* **Instructions for the task**
Every line below that holds the string "retention" should be copied out.

[Records from a data source]
*** Begin section ***
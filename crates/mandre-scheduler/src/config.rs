//! Scheduler configuration.

use std::time::Duration;

use crate::RetryPolicy;

/// Default minimum sleep between driver iterations.
const DEFAULT_MIN_SLEEP: Duration = Duration::from_millis(100);

/// Default maximum sleep between driver iterations.
const DEFAULT_MAX_SLEEP: Duration = Duration::from_secs(60);

/// Default interval between retention sweeps.
const DEFAULT_GC_INTERVAL: Duration = Duration::from_secs(3600);

/// Default capacity of the event channel.
const DEFAULT_EVENT_CAPACITY: usize = 1024;

/// Tunables for a [`crate::Scheduler`].
#[derive(Debug, Clone)]
pub struct SchedulerConfig {
    /// Retry policy for tasks registered without one.
    pub default_retry_policy: RetryPolicy,
    /// Budget for a single delivery. Exceeding it counts as a failure.
    pub delivery_timeout: Option<Duration>,
    /// How long cancelled/exhausted records are kept. `None` keeps them
    /// until purged.
    pub retention: Option<Duration>,
    /// Lower bound on driver sleeps.
    pub min_sleep: Duration,
    /// Upper bound on driver sleeps.
    pub max_sleep: Duration,
    /// How often the driver runs retention sweeps.
    pub gc_interval: Duration,
    /// Buffered events per subscriber before the oldest are dropped.
    pub event_capacity: usize,
}

impl Default for SchedulerConfig {
    fn default() -> Self {
        Self {
            default_retry_policy: RetryPolicy::default(),
            delivery_timeout: None,
            retention: None,
            min_sleep: DEFAULT_MIN_SLEEP,
            max_sleep: DEFAULT_MAX_SLEEP,
            gc_interval: DEFAULT_GC_INTERVAL,
            event_capacity: DEFAULT_EVENT_CAPACITY,
        }
    }
}

impl SchedulerConfig {
    pub fn with_default_retry_policy(mut self, policy: RetryPolicy) -> Self {
        self.default_retry_policy = policy;
        self
    }

    pub fn with_delivery_timeout(mut self, timeout: Duration) -> Self {
        self.delivery_timeout = Some(timeout);
        self
    }

    pub fn with_retention(mut self, retention: Duration) -> Self {
        self.retention = Some(retention);
        self
    }

    pub fn with_sleep_bounds(mut self, min: Duration, max: Duration) -> Self {
        self.min_sleep = min;
        self.max_sleep = max.max(min);
        self
    }

    pub fn with_gc_interval(mut self, interval: Duration) -> Self {
        self.gc_interval = interval;
        self
    }
}

#[cfg(test)]
mod tests {
    use super::*;

    #[test]
    fn test_sleep_bounds() {
        let config = SchedulerConfig::default();
        assert!(config.min_sleep < config.max_sleep);

        let config = config.with_sleep_bounds(Duration::from_secs(5), Duration::from_secs(1));
        assert_eq!(config.max_sleep, Duration::from_secs(5));
    }

    #[test]
    fn test_defaults_keep_records() {
        let config = SchedulerConfig::default();
        assert!(config.retention.is_none());
        assert!(config.delivery_timeout.is_none());
        assert_eq!(config.default_retry_policy, RetryPolicy::default());
    }
}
*** End section ***
* **Your solution**
/// Default interval between retention sweeps.
    pub retention: Option<Duration>,
    /// How often the driver runs retention sweeps.
            retention: None,
    pub fn with_retention(mut self, retention: Duration) -> Self {
        self.retention = Some(retention);
        assert!(config.retention.is_none());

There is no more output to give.